C’est dans ce climat de suspicion que s’est tenue mardi la première audience en « circuit court ». Face aux six prévenus présents, des magistrats spécialisés, habitués à juger des délits terroristes. Dans la salle, les proches des prévenus ont fait le déplacement ainsi que quelques journalistes et avocats venus en tant qu’observateurs. Cet après-midi, le tribunal doit juger deux dossiers de consultation répétée de sites djihadistes ainsi que les frères Hattay, poursuivis pour détention et recel de portable en prison. « Une infraction pénale très rarement appliquée », ne manque pas de faire remarquer Me Apelbaum. Et d’ajouter en réaction aux questions de la présidente : « J’ai l’impression que l’on refait en miniature un procès déjà passé. (…) Je veux bien qu’on spécialise une chambre [la 16e] mais à un moment donné, vous êtes là pour juger une infraction, pas une personne ni une personnalité. »

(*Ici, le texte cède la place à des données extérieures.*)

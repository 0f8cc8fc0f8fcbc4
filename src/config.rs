//! Gateway configuration.
//!
//! Every field has a default. `from_env` reads a `.env` file if present and
//! then applies `PAYGATE_*` overrides.

use crate::error::{PaymentError, Result};
use rust_decimal::Decimal;
use serde::Deserialize;
use std::str::FromStr;
use std::time::Duration;

#[derive(Debug, Clone, PartialEq, Deserialize)]
pub struct GatewayConfig {
    #[serde(default)]
    pub fraud: FraudConfig,
    #[serde(default)]
    pub settlement: SettlementConfig,
    #[serde(default)]
    pub refund: RefundConfig,
    #[serde(default)]
    pub webhook: WebhookConfig,
    /// Redirect URLs are `<payment_page_url>/<transactionId>`.
    #[serde(default = "default_payment_page_url")]
    pub payment_page_url: String,
    #[serde(default = "default_currency")]
    pub default_currency: String,
    /// Maximum number of background jobs running at once.
    #[serde(default = "default_workers")]
    pub workers: usize,
}

#[derive(Debug, Clone, PartialEq, Deserialize)]
pub struct FraudConfig {
    /// Payments strictly above this amount go through the fraud gate.
    #[serde(default = "default_fraud_threshold")]
    pub threshold: Decimal,
    #[serde(default = "default_flag_probability")]
    pub flag_probability: f64,
}

#[derive(Debug, Clone, PartialEq, Deserialize)]
pub struct SettlementConfig {
    #[serde(default = "default_settlement_success_rate")]
    pub success_rate: f64,
    /// Simulated gateway latency before the transaction enters PROCESSING,
    /// drawn uniformly from `[min_delay_ms, max_delay_ms)`.
    #[serde(default = "default_settlement_min_delay")]
    pub min_delay_ms: u64,
    #[serde(default = "default_settlement_max_delay")]
    pub max_delay_ms: u64,
    /// Time spent in PROCESSING before the outcome is decided.
    #[serde(default = "default_settlement_processing_delay")]
    pub processing_delay_ms: u64,
}

#[derive(Debug, Clone, PartialEq, Deserialize)]
pub struct RefundConfig {
    #[serde(default = "default_refund_success_rate")]
    pub success_rate: f64,
    #[serde(default = "default_refund_processing_delay")]
    pub processing_delay_ms: u64,
}

#[derive(Debug, Clone, PartialEq, Deserialize)]
pub struct WebhookConfig {
    #[serde(default = "default_max_retries")]
    pub max_retries: u32,
    #[serde(default = "default_base_delay")]
    pub base_delay_ms: u64,
    #[serde(default = "default_request_timeout")]
    pub request_timeout_ms: u64,
    #[serde(default = "default_sweep_initial_delay")]
    pub sweep_initial_delay_ms: u64,
    #[serde(default = "default_sweep_interval")]
    pub sweep_interval_ms: u64,
    /// How long a PENDING record may sit without an attempt before the sweep
    /// picks it up.
    #[serde(default = "default_pending_grace")]
    pub pending_grace_ms: u64,
}

fn default_payment_page_url() -> String {
    "http://localhost:8080/payment-page".to_string()
}

fn default_currency() -> String {
    "INR".to_string()
}

fn default_workers() -> usize {
    64
}

fn default_fraud_threshold() -> Decimal {
    Decimal::from(100_000)
}

fn default_flag_probability() -> f64 {
    0.5
}

fn default_settlement_success_rate() -> f64 {
    0.9
}

fn default_settlement_min_delay() -> u64 {
    2_000
}

fn default_settlement_max_delay() -> u64 {
    5_000
}

fn default_settlement_processing_delay() -> u64 {
    1_000
}

fn default_refund_success_rate() -> f64 {
    0.95
}

fn default_refund_processing_delay() -> u64 {
    2_000
}

fn default_max_retries() -> u32 {
    5
}

fn default_base_delay() -> u64 {
    5_000
}

fn default_request_timeout() -> u64 {
    10_000
}

fn default_sweep_initial_delay() -> u64 {
    10_000
}

fn default_sweep_interval() -> u64 {
    30_000
}

fn default_pending_grace() -> u64 {
    30_000
}

impl Default for FraudConfig {
    fn default() -> Self {
        Self {
            threshold: default_fraud_threshold(),
            flag_probability: default_flag_probability(),
        }
    }
}

impl Default for SettlementConfig {
    fn default() -> Self {
        Self {
            success_rate: default_settlement_success_rate(),
            min_delay_ms: default_settlement_min_delay(),
            max_delay_ms: default_settlement_max_delay(),
            processing_delay_ms: default_settlement_processing_delay(),
        }
    }
}

impl Default for RefundConfig {
    fn default() -> Self {
        Self {
            success_rate: default_refund_success_rate(),
            processing_delay_ms: default_refund_processing_delay(),
        }
    }
}

impl Default for WebhookConfig {
    fn default() -> Self {
        Self {
            max_retries: default_max_retries(),
            base_delay_ms: default_base_delay(),
            request_timeout_ms: default_request_timeout(),
            sweep_initial_delay_ms: default_sweep_initial_delay(),
            sweep_interval_ms: default_sweep_interval(),
            pending_grace_ms: default_pending_grace(),
        }
    }
}

impl Default for GatewayConfig {
    fn default() -> Self {
        Self {
            fraud: FraudConfig::default(),
            settlement: SettlementConfig::default(),
            refund: RefundConfig::default(),
            webhook: WebhookConfig::default(),
            payment_page_url: default_payment_page_url(),
            default_currency: default_currency(),
            workers: default_workers(),
        }
    }
}

impl WebhookConfig {
    pub fn base_delay(&self) -> Duration {
        Duration::from_millis(self.base_delay_ms)
    }

    pub fn request_timeout(&self) -> Duration {
        Duration::from_millis(self.request_timeout_ms)
    }

    pub fn sweep_initial_delay(&self) -> Duration {
        Duration::from_millis(self.sweep_initial_delay_ms)
    }

    pub fn sweep_interval(&self) -> Duration {
        Duration::from_millis(self.sweep_interval_ms)
    }

    pub fn pending_grace(&self) -> Duration {
        Duration::from_millis(self.pending_grace_ms)
    }
}

impl GatewayConfig {
    /// Defaults with every simulated delay set to zero. Webhook backoff and
    /// sweep cadence are untouched.
    pub fn instant() -> Self {
        let mut config = Self::default();
        config.settlement.min_delay_ms = 0;
        config.settlement.max_delay_ms = 0;
        config.settlement.processing_delay_ms = 0;
        config.refund.processing_delay_ms = 0;
        config
    }

    /// Loads `.env` (if any) and applies `PAYGATE_*` overrides on top of the
    /// defaults.
    ///
    /// # Errors
    ///
    /// Returns `InvalidArgument` if a variable is set but does not parse.
    pub fn from_env() -> Result<Self> {
        dotenvy::dotenv().ok();
        Self::default().with_overrides(|key| std::env::var(key).ok())
    }

    /// Applies overrides from an arbitrary key lookup.
    pub fn with_overrides(mut self, lookup: impl Fn(&str) -> Option<String>) -> Result<Self> {
        override_with(&lookup, "PAYGATE_FRAUD_THRESHOLD", &mut self.fraud.threshold)?;
        override_with(&lookup, "PAYGATE_FRAUD_FLAG_PROBABILITY", &mut self.fraud.flag_probability)?;
        override_with(
            &lookup,
            "PAYGATE_SETTLEMENT_SUCCESS_RATE",
            &mut self.settlement.success_rate,
        )?;
        override_with(
            &lookup,
            "PAYGATE_SETTLEMENT_MIN_DELAY_MS",
            &mut self.settlement.min_delay_ms,
        )?;
        override_with(
            &lookup,
            "PAYGATE_SETTLEMENT_MAX_DELAY_MS",
            &mut self.settlement.max_delay_ms,
        )?;
        override_with(
            &lookup,
            "PAYGATE_SETTLEMENT_PROCESSING_DELAY_MS",
            &mut self.settlement.processing_delay_ms,
        )?;
        override_with(&lookup, "PAYGATE_REFUND_SUCCESS_RATE", &mut self.refund.success_rate)?;
        override_with(
            &lookup,
            "PAYGATE_REFUND_PROCESSING_DELAY_MS",
            &mut self.refund.processing_delay_ms,
        )?;
        override_with(&lookup, "PAYGATE_WEBHOOK_MAX_RETRIES", &mut self.webhook.max_retries)?;
        override_with(&lookup, "PAYGATE_WEBHOOK_BASE_DELAY_MS", &mut self.webhook.base_delay_ms)?;
        override_with(&lookup, "PAYGATE_WEBHOOK_TIMEOUT_MS", &mut self.webhook.request_timeout_ms)?;
        override_with(
            &lookup,
            "PAYGATE_SWEEP_INITIAL_DELAY_MS",
            &mut self.webhook.sweep_initial_delay_ms,
        )?;
        override_with(&lookup, "PAYGATE_SWEEP_INTERVAL_MS", &mut self.webhook.sweep_interval_ms)?;
        override_with(&lookup, "PAYGATE_PENDING_GRACE_MS", &mut self.webhook.pending_grace_ms)?;
        override_with(&lookup, "PAYGATE_PAYMENT_PAGE_URL", &mut self.payment_page_url)?;
        override_with(&lookup, "PAYGATE_DEFAULT_CURRENCY", &mut self.default_currency)?;
        override_with(&lookup, "PAYGATE_WORKERS", &mut self.workers)?;
        Ok(self)
    }
}

fn override_with<T>(
    lookup: &impl Fn(&str) -> Option<String>,
    key: &str,
    field: &mut T,
) -> Result<()>
where
    T: FromStr,
    T::Err: std::fmt::Display,
{
    if let Some(raw) = lookup(key) {
        *field = raw
            .trim()
            .parse()
            .map_err(|e| PaymentError::InvalidArgument(format!("{key}={raw}: {e}")))?;
    }
    Ok(())
}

Après quatre heures de débat, une autre affaire crée, elle, l’étonnement. Il s’agit d’un jeune homme soupçonné d’entreprise terroriste individuelle. Son expertise psychiatrique n’ayant pas encore été réalisée, l’affaire, renvoyée en comparution immédiate, sera jugée le 7 mars, date de la prochaine séance consacrée aux « circuits courts ». Les avocats présents confient leur surprise de voir un tel délit renvoyé en comparution immédiate. Pour certains, c’est bien la preuve que les magistrats choisissent de juger devant cette chambre des dossiers qu’ils ont soigneusement sélectionnés.

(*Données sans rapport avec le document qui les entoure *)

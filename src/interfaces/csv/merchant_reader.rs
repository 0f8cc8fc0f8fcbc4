use crate::domain::merchant::Merchant;
use crate::error::{PaymentError, Result};
use serde::Deserialize;
use std::io::Read;

#[derive(Debug, Deserialize)]
struct MerchantRecord {
    merchant: String,
    name: Option<String>,
    secret: String,
    callback_url: Option<String>,
}

impl TryFrom<MerchantRecord> for Merchant {
    type Error = PaymentError;

    fn try_from(record: MerchantRecord) -> Result<Self> {
        if record.merchant.is_empty() {
            return Err(PaymentError::InvalidArgument("merchant is required".to_string()));
        }
        if record.secret.is_empty() {
            return Err(PaymentError::InvalidArgument(format!(
                "merchant {} has no secret",
                record.merchant
            )));
        }
        let name = record.name.unwrap_or_else(|| record.merchant.clone());
        Ok(Merchant::new(
            record.merchant,
            name,
            record.secret,
            record.callback_url.unwrap_or_default(),
        ))
    }
}

/// Reads the merchant registry (`merchant, name, secret, callback_url`).
pub struct MerchantReader<R: Read> {
    reader: csv::Reader<R>,
}

impl<R: Read> MerchantReader<R> {
    pub fn new(source: R) -> Self {
        let reader = csv::ReaderBuilder::new()
            .trim(csv::Trim::All)
            .flexible(true)
            .from_reader(source);
        Self { reader }
    }

    pub fn merchants(self) -> impl Iterator<Item = Result<Merchant>> {
        self.reader
            .into_deserialize::<MerchantRecord>()
            .map(|result| result.map_err(PaymentError::from).and_then(Merchant::try_from))
    }
}

#[cfg(test)]
mod tests {
    use super::*;

    #[test]
    fn test_reads_merchants() {
        let data = "merchant, name, secret, callback_url\n\
                    MER_1, Acme, s3cret, http://acme/cb\n\
                    MER_2, , other, ";
        let merchants: Vec<Result<Merchant>> =
            MerchantReader::new(data.as_bytes()).merchants().collect();
        assert_eq!(merchants.len(), 2);

        let acme = merchants[0].as_ref().unwrap();
        assert_eq!(acme.merchant_id, "MER_1");
        assert_eq!(acme.callback_url, "http://acme/cb");
        assert!(acme.active);

        let bare = merchants[1].as_ref().unwrap();
        assert_eq!(bare.name, "MER_2");
        assert_eq!(bare.callback_url, "");
    }

    #[test]
    fn test_missing_secret_rejected() {
        let data = "merchant, name, secret, callback_url\nMER_1, Acme, , http://acme/cb";
        let merchants: Vec<Result<Merchant>> =
            MerchantReader::new(data.as_bytes()).merchants().collect();
        assert!(matches!(merchants[0], Err(PaymentError::InvalidArgument(_))));
    }
}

« Cela n’empêche pas l’erreur »

Pour le secrétaire général du TGI de Paris, l’objectif de ce nouveau type d’audience est surtout d’établir une meilleure « hiérarchie de la gravité » et d’obtenir des « peines plus justes ». Depuis l’attentat de Charlie Hebdo, les procès pour apologie du terrorisme – infraction intégrée au code pénal depuis novembre 2014 – se sont multipliés partout en France. En 2015, 332 individus ont été condamnés pour ce délit ainsi que pour provocation directe à un acte de terrorisme. Parmi les 118 condamnés en infraction unique – seulement pour ces motifs –, 48 % ont reçu une peine de prison ferme avec un quantum moyen de 6,7 mois. Mais parfois, les peines prononcées se veulent exemplaires. En décembre 2016, un lycéen de Massay, dans le Cher, a ainsi été condamné par le tribunal correctionnel de Bourges à cinq ans de prison dont trois ferme. En août, un jeune Niçois a, lui, eu trois ans de prison pour sa fréquentation assidue de sites djihadistes, et a été écroué immédiatement.

Mais le passage devant un juge spécialisé est-il forcément la garantie, pour les prévenus, d’obtenir une peine plus juste ? « Quand on dit que cette nouvelle organisation vise à diminuer les détentions provisoires et à obtenir des peines plus proportionnées, on ne peut pas être contre », fait valoir Dominique Attias, vice-bâtonnière de Paris tout en précisant attendre le premier bilan des « circuits courts », prévu dans six mois. « Plus les magistrats sont formés, plus on s’approche d’une bonne décision de justice, poursuit Christian Saint-Palais, président de l’association des avocats pénalistes. Mais cela n’empêche pas l’erreur. »

« L’habitude peut aussi entraîner des dérives car un juge peut reconnaître dans la personne qui se présente devant lui un profil déjà mis en cause et condamné la semaine d’avant. Il peut aussi estimer que tel argument, déjà entendu, n’est pas valable. Il doit donc se dégager du poids de ses connaissances. »

L’avocat Raphaël Kempf, signataire de la tribune dans Le Monde, craint, au contraire, que le passage devant une juridiction spéciale entraîne « des peines plus sévères pour des délits qualifiés de terroristes ».

Après six heures d’audience, la présidente rend les premiers délibérés. Les deux hommes, jugés pour consultation répétée de sites djihadistes, sont condamnés, pour l’un, à douze mois de prison dont six avec sursis, pour l’autre, à dix-huit mois dont dix ferme. Quant aux frères Hattay, le tribunal prononce une peine de quinze mois de prison ferme avec mandat de dépôt ce qui signifie que la sanction n’est pas aménageable. « Ça va faire jurisprudence », glisse-t-on dans la salle.